To help the camp manage their brand, we developed a Brand Manual that describes the brand elements and shows correct and incorrect ways to use the logo. The package also contains a full set of logos created for use in print and online.

Brochure

We wrote and designed a brochure to showcase the camp’s unique Neighborhood model, which allows campers to select one specialization for a week at a time. The brochure addressed the issue of connecting to the three merging organizations, and addressed the camp’s Jewish values in a section called Our Philosophy. The visual look of the brochure established the look for the website.

Website

As the first point of contact with many potential campers, the website showcases the new identity and makes a compelling case that positions the Consortium as a singular camping experience for Jewish and non-Jewish children.

We created an engaging design to capture people’s attention while maintaining a professional, unified look for the organization that is consistent across the website and reinforces the brand messages. The website features visual storytelling to showcase the vibrancy of the programs and tell the stories of campers. A clean navigation and user experience lets site visitors easily find the specific information they need.
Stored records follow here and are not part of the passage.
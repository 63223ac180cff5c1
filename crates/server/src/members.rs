//! Member API endpoints

use api_types::{
    Created,
    member::{MemberListResponse, MemberUpsert, MemberView},
};
use axum::{
    Extension, Json,
    extract::{Path, State},
    http::StatusCode,
};
use uuid::Uuid;

use crate::{ServerError, server::ServerState, user};

pub async fn member_new(
    Extension(user): Extension<user::Model>,
    State(state): State<ServerState>,
    Path(mess_id): Path<Uuid>,
    Json(payload): Json<MemberUpsert>,
) -> Result<(StatusCode, Json<Created>), ServerError> {
    let id = state
        .engine
        .new_member(mess_id, &payload.name, &user.username)
        .await?;
    Ok((StatusCode::CREATED, Json(Created { id })))
}

/// Members in name order.
pub async fn list(
    Extension(user): Extension<user::Model>,
    State(state): State<ServerState>,
    Path(mess_id): Path<Uuid>,
) -> Result<Json<MemberListResponse>, ServerError> {
    let members = state
        .engine
        .list_members(mess_id, &user.username)
        .await?
        .into_iter()
        .map(|member| MemberView {
            id: member.id,
            name: member.name,
        })
        .collect();
    Ok(Json(MemberListResponse { members }))
}

pub async fn rename(
    Extension(user): Extension<user::Model>,
    State(state): State<ServerState>,
    Path((mess_id, member_id)): Path<(Uuid, Uuid)>,
    Json(payload): Json<MemberUpsert>,
) -> Result<StatusCode, ServerError> {
    state
        .engine
        .rename_member(mess_id, member_id, &payload.name, &user.username)
        .await?;
    Ok(StatusCode::NO_CONTENT)
}

/// Remove a member and every record that references them.
pub async fn delete(
    Extension(user): Extension<user::Model>,
    State(state): State<ServerState>,
    Path((mess_id, member_id)): Path<(Uuid, Uuid)>,
) -> Result<StatusCode, ServerError> {
    state
        .engine
        .delete_member(mess_id, member_id, &user.username)
        .await?;
    Ok(StatusCode::NO_CONTENT)
}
Templates allow flexibility in the management of the site moving forward and responsive design adapts to tablets and mobile devices.

Results

The new camp has been successful in attracting campers.

As of January 2016, the new camp has already exceeded the combined registrations for the 3 camps in January 2015. The camp has received the most early bird registrations they have ever received with 205, compared with 180 the previous year.

The camp director attributes this to a combination of factors including asking parents to register earlier this year, offering the ability to choose camp Neighborhoods, and having “a high level of materials that reflect the high quality of the programs.”